> _Instructions to follow_
Please copy each line in the records below that contains the string "resets".

Collected data entries
┏━━

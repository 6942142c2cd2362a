//! Error types for GitHub API operations.
//!
//! This module defines the error types that can occur while fetching issues,
//! including rate limiting and abuse detection.

use std::time::Duration;

/// Errors that can occur during GitHub API operations.
#[derive(Debug, thiserror::Error)]
pub enum Error {
    /// An error occurred while calling the GitHub API.
    #[error("GitHub API error: {0}")]
    Api(#[from] octocrab::Error),

    /// The provided token was rejected before any request was made.
    #[error("token validation failed: {reason}")]
    TokenValidation {
        /// A description of why validation failed.
        reason: String,
    },

    /// The API answered with a non-success status.
    #[error("GitHub API returned {status}: {message}")]
    Status {
        /// The HTTP status code.
        status: u16,
        /// The `message` field of the error body, or the raw body.
        message: String,
    },

    /// The response body could not be decoded.
    #[error("failed to decode issue payload: {0}")]
    Decode(#[from] serde_json::Error),

    /// Rate limit exceeded and the retry budget is spent.
    #[error("rate limit exceeded{}", format_reset_time(*.reset_after))]
    RateLimited {
        /// Time until the rate limit resets, if known.
        reset_after: Option<Duration>,
    },

    /// GitHub flagged the request as abusive (secondary rate limit).
    ///
    /// These are never retried.
    #[error("abuse detected by GitHub (secondary rate limit), retry after {} seconds", .retry_after.as_secs())]
    AbuseDetected {
        /// The delay GitHub asked for.
        retry_after: Duration,
    },

    /// Fetching a specific issue failed.
    #[error("failed to fetch issue #{number}: {source}")]
    Issue {
        /// The issue number that failed.
        number: u64,
        /// The underlying error.
        #[source]
        source: Box<Error>,
    },

    /// There were no issues to fetch.
    #[error("no issue identifiers to fetch")]
    NoIssues,
}

/// Formats the reset time for the rate limit error message.
fn format_reset_time(reset_after: Option<Duration>) -> String {
    match reset_after {
        Some(duration) => format!(", resets in {} seconds", duration.as_secs()),
        None => String::new(),
    }
}

/// A specialized Result type for GitHub API operations.
pub type Result<T> = std::result::Result<T, Error>;

#[cfg(test)]
mod tests {
    use super::*;

    #[test]
    fn error_display_rate_limited_with_reset() {
        let err = Error::RateLimited {
            reset_after: Some(Duration::from_secs(3600)),
        };
        assert_eq!(
            err.to_string(),
            "rate limit exceeded, resets in 3600 seconds"
        );
    }

    #[test]
    fn error_display_rate_limited_without_reset() {
        let err = Error::RateLimited { reset_after: None };
        assert_eq!(err.to_string(), "rate limit exceeded");
    }

    #[test]
    fn error_display_abuse_detected() {
        let err = Error::AbuseDetected {
            retry_after: Duration::from_secs(60),
        };
        assert_eq!(
            err.to_string(),
            "abuse detected by GitHub (secondary rate limit), retry after 60 seconds"
        );
    }

    #[test]
    fn error_display_status() {
        let err = Error::Status {
            status: 404,
            message: "Not Found".to_string(),
        };
        assert_eq!(err.to_string(), "GitHub API returned 404: Not Found");
    }

    #[test]
    fn error_display_issue_wraps_source() {
        let err = Error::Issue {
            number: 42,
            source: Box::new(Error::RateLimited { reset_after: None }),
        };
        assert_eq!(
            err.to_string(),
            "failed to fetch issue #42: rate limit exceeded"
        );
    }

    #[test]
    fn error_display_token_validation() {
        let err = Error::TokenValidation {
            reason: "token is empty".to_string(),
        };
        assert_eq!(err.to_string(), "token validation failed: token is empty");
    }
}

┗━━

> _Solution to the exercise_
        /// Time until the rate limit resets, if known.
        Some(duration) => format!(", resets in {} seconds", duration.as_secs()),
            "rate limit exceeded, resets in 3600 seconds"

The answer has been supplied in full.